In the code below, the mutable reference cannot be borrowed because the reference passed as a parameter hasn't been released. Replacing the update_data1 call with update_data2 compiles without any errors. I'm unsure if this is intended.

use std::future::Future;

#[tokio::main]
async fn main() {
    let update_data1 = |c| async move {
        let c: &str = c;
        tokio::fs::write("output.txt", c).await
    };

    fn update_data2(c: &str) -> impl Future<Output = std::io::Result<()>> + '_ {
        async move { tokio::fs::write("output.txt", c).await }
    }

    let mut text = "abcdef".to_owned();

    update_data1(&text).await;

    text.push_str("gh");

    update_data1(&text).await;
}
error[E0502]: cannot borrow `text` as mutable because it is also borrowed as immutable
  --> src/main.rs:18:5
   |
16 |     update_data1(&text).await;
   |                  ----- immutable borrow occurs here
17 |
18 |     text.push_str("gh");
   |     ^^^^^^^^^^^^^^^^^^^ mutable borrow occurs here
19 |
20 |     update_data1(&text).await;
   |     ------------ immutable borrow later used here

Rust Playground

This is an unfortunate limitation of closures: except in certain scenarios, the compiler doesn't recognize that you want to make one generic over lifetimes, i.e., call it multiple times with different lifetimes on the arguments. So it tries to pick a single lifetime that works for all calls to the closure. In this case, the second call tells the compiler that update_data1(&text) takes at least an &'end_of_function str; then, by extension, it requires the first update_data1(&text) to take an &'end_of_function str, which conflicts with the push_str.

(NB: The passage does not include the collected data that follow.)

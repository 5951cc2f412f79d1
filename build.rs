// SPDX-License-Identifier: AGPL-3.0-only
// SPDX-FileCopyrightText: 2025 Steve Clarke <stephenlclarke@mac.com> - https://xyzzy.tools

use std::process::Command;

// Record rustc version and commit for the --version banner.
fn main() {
    let rustc = rustc_version::version()
        .map(|v| v.to_string())
        .unwrap_or_else(|_| "unknown".to_string());
    println!("cargo:rustc-env=RUSTC_VERSION={rustc}");

    let commit = std::env::var("ISOMAPPER_COMMIT")
        .ok()
        .filter(|v| !v.is_empty())
        .or_else(|| git_output(&["rev-parse", "--short", "HEAD"]))
        .unwrap_or_else(|| "0000000".to_string());
    println!("cargo:rustc-env=ISOMAPPER_COMMIT={commit}");
    println!("cargo:rerun-if-env-changed=ISOMAPPER_COMMIT");
    println!("cargo:rerun-if-changed=resources/mappings");
}

fn git_output(args: &[&str]) -> Option<String> {
    Command::new("git")
        .args(args)
        .output()
        .ok()
        .and_then(|out| {
            if out.status.success() {
                let s = String::from_utf8_lossy(&out.stdout).trim().to_string();
                if s.is_empty() { None } else { Some(s) }
            } else {
                None
            }
        })
}
// SPDX-License-Identifier: AGPL-3.0-only
// SPDX-FileCopyrightText: 2025 Steve Clarke <stephenlclarke@mac.com> - https://xyzzy.tools

//! Field-by-name access to record graphs.
//!
//! Every value the engine can walk implements [`Reflect`], which classifies it
//! as a leaf, a record, an optional container or a sequence.  Records list
//! their fields by schema name (usually via [`impl_record!`](crate::impl_record)),
//! containers come for free through the blanket impls on `Option`, `Vec` and
//! `Box`, and leaves carry their own coercion kind and validation hook.

use crate::engine::error::MappingError;
use crate::engine::value::{LeafKind, Value};
use chrono::{NaiveDate, NaiveDateTime};
use rust_decimal::Decimal;

pub enum Slot<'a> {
    Leaf(&'a dyn Leaf),
    Record(&'a dyn Record),
    Optional(&'a dyn Optional),
    Sequence(&'a dyn Sequence),
}

pub enum SlotMut<'a> {
    Leaf(&'a mut dyn Leaf),
    Record(&'a mut dyn Record),
    Optional(&'a mut dyn Optional),
    Sequence(&'a mut dyn Sequence),
}

pub trait Reflect {
    fn slot(&self) -> Slot<'_>;
    fn slot_mut(&mut self) -> SlotMut<'_>;
}

/// A named-field record, typically one XSD complex type or a flat model.
pub trait Record {
    fn type_name(&self) -> &'static str;
    fn field_names(&self) -> &'static [&'static str];
    fn field(&self, name: &str) -> Option<&dyn Reflect>;
    fn field_mut(&mut self, name: &str) -> Option<&mut dyn Reflect>;
}

/// A value that may be entirely absent.
pub trait Optional {
    fn get(&self) -> Option<&dyn Reflect>;
    /// Populate with a default value when absent and hand back the referent.
    fn get_or_insert(&mut self) -> &mut dyn Reflect;
    /// Detached default referent, used to inspect the shape without mutating.
    fn scratch(&self) -> Box<dyn Reflect>;
}

/// An indexed, growable run of values.
pub trait Sequence {
    fn len(&self) -> usize;
    fn get(&self, index: usize) -> Option<&dyn Reflect>;
    fn get_mut(&mut self, index: usize) -> Option<&mut dyn Reflect>;
    /// Pad with default elements up to `len`. Never shrinks.
    fn grow_to(&mut self, len: usize);
    fn scratch(&self) -> Box<dyn Reflect>;

    fn is_empty(&self) -> bool {
        self.len() == 0
    }
}

/// A terminal value with a coercion kind.
pub trait Leaf {
    fn kind(&self) -> LeafKind;
    fn value(&self) -> Value;
    /// Store a value already coerced to [`Leaf::kind`].
    fn assign(&mut self, value: Value) -> Result<(), MappingError>;

    /// Type-level constraint check (patterns, lengths). Business rules do not belong here.
    fn validate(&self) -> Result<(), String> {
        Ok(())
    }
}

/// Error for a leaf handed a value of the wrong kind.
pub fn kind_mismatch(value: &Value, to: LeafKind) -> MappingError {
    MappingError::UnsupportedCoercion {
        from: value.kind(),
        to,
    }
}

impl<T: Reflect + Default + 'static> Optional for Option<T> {
    fn get(&self) -> Option<&dyn Reflect> {
        self.as_ref().map(|v| v as &dyn Reflect)
    }

    fn get_or_insert(&mut self) -> &mut dyn Reflect {
        self.get_or_insert_with(T::default)
    }

    fn scratch(&self) -> Box<dyn Reflect> {
        Box::new(T::default())
    }
}

impl<T: Reflect + Default + 'static> Reflect for Option<T> {
    fn slot(&self) -> Slot<'_> {
        Slot::Optional(self)
    }

    fn slot_mut(&mut self) -> SlotMut<'_> {
        SlotMut::Optional(self)
    }
}

impl<T: Reflect + Default + 'static> Sequence for Vec<T> {
    fn len(&self) -> usize {
        Vec::len(self)
    }

    fn get(&self, index: usize) -> Option<&dyn Reflect> {
        self.as_slice().get(index).map(|v| v as &dyn Reflect)
    }

    fn get_mut(&mut self, index: usize) -> Option<&mut dyn Reflect> {
        self.as_mut_slice()
            .get_mut(index)
            .map(|v| v as &mut dyn Reflect)
    }

    fn grow_to(&mut self, len: usize) {
        if Vec::len(self) < len {
            self.resize_with(len, T::default);
        }
    }

    fn scratch(&self) -> Box<dyn Reflect> {
        Box::new(T::default())
    }
}

impl<T: Reflect + Default + 'static> Reflect for Vec<T> {
    fn slot(&self) -> Slot<'_> {
        Slot::Sequence(self)
    }

    fn slot_mut(&mut self) -> SlotMut<'_> {
        SlotMut::Sequence(self)
    }
}

impl<T: Reflect + ?Sized> Reflect for Box<T> {
    fn slot(&self) -> Slot<'_> {
        (**self).slot()
    }

    fn slot_mut(&mut self) -> SlotMut<'_> {
        (**self).slot_mut()
    }
}

macro_rules! primitive_leaf {
    ($ty:ty, $kind:ident) => {
        impl Leaf for $ty {
            fn kind(&self) -> LeafKind {
                LeafKind::$kind
            }

            fn value(&self) -> Value {
                Value::$kind(self.clone())
            }

            fn assign(&mut self, value: Value) -> Result<(), MappingError> {
                match value {
                    Value::$kind(v) => {
                        *self = v;
                        Ok(())
                    }
                    other => Err(kind_mismatch(&other, LeafKind::$kind)),
                }
            }
        }

        impl Reflect for $ty {
            fn slot(&self) -> Slot<'_> {
                Slot::Leaf(self)
            }

            fn slot_mut(&mut self) -> SlotMut<'_> {
                SlotMut::Leaf(self)
            }
        }
    };
}

primitive_leaf!(String, Text);
primitive_leaf!(f64, Float);
primitive_leaf!(bool, Bool);
primitive_leaf!(Decimal, Decimal);
primitive_leaf!(NaiveDate, Date);
primitive_leaf!(NaiveDateTime, DateTime);

/// Implement [`Record`] and [`Reflect`] for a struct by listing its fields
/// under their schema names.
///
/// ```ignore
/// impl_record!(GroupHeader { "MsgId" => msg_id, "CreDtTm" => cre_dt_tm });
/// ```
#[macro_export]
macro_rules! impl_record {
    ($ty:ident { $($name:literal => $field:ident),* $(,)? }) => {
        impl $crate::engine::Record for $ty {
            fn type_name(&self) -> &'static str {
                stringify!($ty)
            }

            fn field_names(&self) -> &'static [&'static str] {
                &[$($name),*]
            }

            fn field(&self, name: &str) -> Option<&dyn $crate::engine::Reflect> {
                match name {
                    $($name => Some(&self.$field as &dyn $crate::engine::Reflect),)*
                    _ => None,
                }
            }

            fn field_mut(&mut self, name: &str) -> Option<&mut dyn $crate::engine::Reflect> {
                match name {
                    $($name => Some(&mut self.$field as &mut dyn $crate::engine::Reflect),)*
                    _ => None,
                }
            }
        }

        impl $crate::engine::Reflect for $ty {
            fn slot(&self) -> $crate::engine::Slot<'_> {
                $crate::engine::Slot::Record(self)
            }

            fn slot_mut(&mut self) -> $crate::engine::SlotMut<'_> {
                $crate::engine::SlotMut::Record(self)
            }
        }
    };
}

#[cfg(test)]
mod tests {
    use super::*;

    #[derive(Debug, Default)]
    struct Party {
        name: String,
        aliases: Vec<String>,
        score: Option<f64>,
    }

    impl_record!(Party { "Nm" => name, "Alias" => aliases, "Score" => score });

    #[test]
    fn records_expose_fields_by_schema_name() {
        let party = Party {
            name: "ACME".into(),
            ..Default::default()
        };
        let Slot::Record(record) = party.slot() else {
            panic!("party should be a record");
        };
        assert_eq!(record.type_name(), "Party");
        assert_eq!(record.field_names(), &["Nm", "Alias", "Score"]);
        let Some(Slot::Leaf(leaf)) = record.field("Nm").map(|f| f.slot()) else {
            panic!("Nm should be a leaf");
        };
        assert_eq!(leaf.value(), Value::Text("ACME".into()));
        assert!(record.field("Missing").is_none());
    }

    #[test]
    fn optional_inserts_default_on_demand() {
        let mut party = Party::default();
        let SlotMut::Record(record) = party.slot_mut() else {
            panic!("party should be a record");
        };
        let Some(SlotMut::Optional(score)) = record.field_mut("Score").map(|f| f.slot_mut()) else {
            panic!("Score should be optional");
        };
        let SlotMut::Leaf(leaf) = score.get_or_insert().slot_mut() else {
            panic!("Score referent should be a leaf");
        };
        leaf.assign(Value::Float(1.5)).unwrap();
        assert_eq!(party.score, Some(1.5));
    }

    #[test]
    fn sequences_grow_but_never_shrink() {
        let mut aliases = vec!["a".to_string()];
        Sequence::grow_to(&mut aliases, 3);
        assert_eq!(aliases, vec!["a".to_string(), String::new(), String::new()]);
        Sequence::grow_to(&mut aliases, 1);
        assert_eq!(Sequence::len(&aliases), 3);
    }

    #[test]
    fn leaves_reject_values_of_another_kind() {
        let mut name = String::new();
        let err = name.assign(Value::Float(2.0)).unwrap_err();
        assert_eq!(
            err,
            MappingError::UnsupportedCoercion {
                from: LeafKind::Float,
                to: LeafKind::Text
            }
        );
    }
}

That's why replacing it with an async fn(), or a fn() -> impl Future works: functions have no issues being generic over lifetimes. In fact, we can replicate this issue by taking a single instance of the lifetime-generic update_data2 (Rust Playground):

use std::future::Future;

#[tokio::main]
async fn main() {
    fn update_data2<'a: 'a>(c: &'a str) -> impl Future<Output = std::io::Result<()>> + 'a {
        async move { tokio::fs::write("output.txt", c).await }
    }
    let update_data1 = update_data2::<'_>;

    let mut text = "abcdef".to_owned();

    update_data1(&text).await;

    text.push_str("gh");

    update_data1(&text).await;
}
2 Likes

I didn't know the compiler had such fallback behavior. Thank you!